§ ABOUT THIS EXERCISE: Lines holding the word "minor" must be located in the listing below and copied.
Top of DATA
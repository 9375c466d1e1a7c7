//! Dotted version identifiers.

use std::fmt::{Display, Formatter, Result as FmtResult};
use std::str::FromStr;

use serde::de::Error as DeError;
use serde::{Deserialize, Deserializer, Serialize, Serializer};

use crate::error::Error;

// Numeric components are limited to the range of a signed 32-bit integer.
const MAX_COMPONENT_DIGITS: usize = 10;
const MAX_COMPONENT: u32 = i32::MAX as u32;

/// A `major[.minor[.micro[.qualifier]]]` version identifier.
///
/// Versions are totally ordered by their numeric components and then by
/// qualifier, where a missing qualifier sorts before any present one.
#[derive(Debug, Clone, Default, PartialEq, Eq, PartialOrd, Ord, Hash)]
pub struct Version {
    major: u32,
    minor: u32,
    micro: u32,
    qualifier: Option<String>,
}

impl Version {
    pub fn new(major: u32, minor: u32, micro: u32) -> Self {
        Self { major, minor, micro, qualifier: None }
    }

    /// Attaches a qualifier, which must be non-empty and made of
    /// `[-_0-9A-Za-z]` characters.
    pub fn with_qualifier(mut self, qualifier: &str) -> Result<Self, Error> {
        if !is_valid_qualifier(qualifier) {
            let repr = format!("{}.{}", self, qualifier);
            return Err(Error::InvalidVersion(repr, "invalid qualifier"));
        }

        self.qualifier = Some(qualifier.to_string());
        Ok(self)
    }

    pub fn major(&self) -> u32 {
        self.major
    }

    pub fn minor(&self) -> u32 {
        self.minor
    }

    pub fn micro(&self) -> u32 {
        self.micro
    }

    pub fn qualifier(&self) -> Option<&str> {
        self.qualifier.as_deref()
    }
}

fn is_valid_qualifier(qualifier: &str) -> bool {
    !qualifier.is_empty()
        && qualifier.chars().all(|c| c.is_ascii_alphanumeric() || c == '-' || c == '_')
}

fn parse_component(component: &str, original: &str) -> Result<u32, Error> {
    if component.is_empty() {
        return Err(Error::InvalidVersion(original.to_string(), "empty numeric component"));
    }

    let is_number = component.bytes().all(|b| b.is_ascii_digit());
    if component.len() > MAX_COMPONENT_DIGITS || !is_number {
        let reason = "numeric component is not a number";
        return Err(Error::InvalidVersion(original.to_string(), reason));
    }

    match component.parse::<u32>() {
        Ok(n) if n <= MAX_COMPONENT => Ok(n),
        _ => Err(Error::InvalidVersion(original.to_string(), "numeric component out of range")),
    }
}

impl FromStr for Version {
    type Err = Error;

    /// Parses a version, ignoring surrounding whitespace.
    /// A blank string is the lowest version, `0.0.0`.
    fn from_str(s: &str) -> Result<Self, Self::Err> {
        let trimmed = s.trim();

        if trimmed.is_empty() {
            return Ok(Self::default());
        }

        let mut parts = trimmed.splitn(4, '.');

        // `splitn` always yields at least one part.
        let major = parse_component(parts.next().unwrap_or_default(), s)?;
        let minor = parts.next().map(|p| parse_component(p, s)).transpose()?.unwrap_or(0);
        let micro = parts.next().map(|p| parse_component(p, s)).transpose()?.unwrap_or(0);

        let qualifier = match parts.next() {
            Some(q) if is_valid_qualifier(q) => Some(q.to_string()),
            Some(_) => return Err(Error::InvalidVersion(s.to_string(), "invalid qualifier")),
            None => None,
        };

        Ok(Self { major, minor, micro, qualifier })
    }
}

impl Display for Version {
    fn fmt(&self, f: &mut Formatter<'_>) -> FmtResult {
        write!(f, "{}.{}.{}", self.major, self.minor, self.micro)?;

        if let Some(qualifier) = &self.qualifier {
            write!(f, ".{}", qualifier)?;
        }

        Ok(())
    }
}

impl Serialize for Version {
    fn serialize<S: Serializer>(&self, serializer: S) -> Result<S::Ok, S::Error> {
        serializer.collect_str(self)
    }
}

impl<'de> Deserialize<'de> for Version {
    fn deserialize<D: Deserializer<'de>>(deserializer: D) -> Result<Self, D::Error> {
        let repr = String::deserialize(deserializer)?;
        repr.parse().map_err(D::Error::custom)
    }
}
Bottom of DATA
§ TASK RESULT:
/// A `major[.minor[.micro[.qualifier]]]` version identifier.
    minor: u32,
    pub fn new(major: u32, minor: u32, micro: u32) -> Self {
        Self { major, minor, micro, qualifier: None }
    pub fn minor(&self) -> u32 {
        self.minor
        let minor = parts.next().map(|p| parse_component(p, s)).transpose()?.unwrap_or(0);
        Ok(Self { major, minor, micro, qualifier })
        write!(f, "{}.{}.{}", self.major, self.minor, self.micro)?;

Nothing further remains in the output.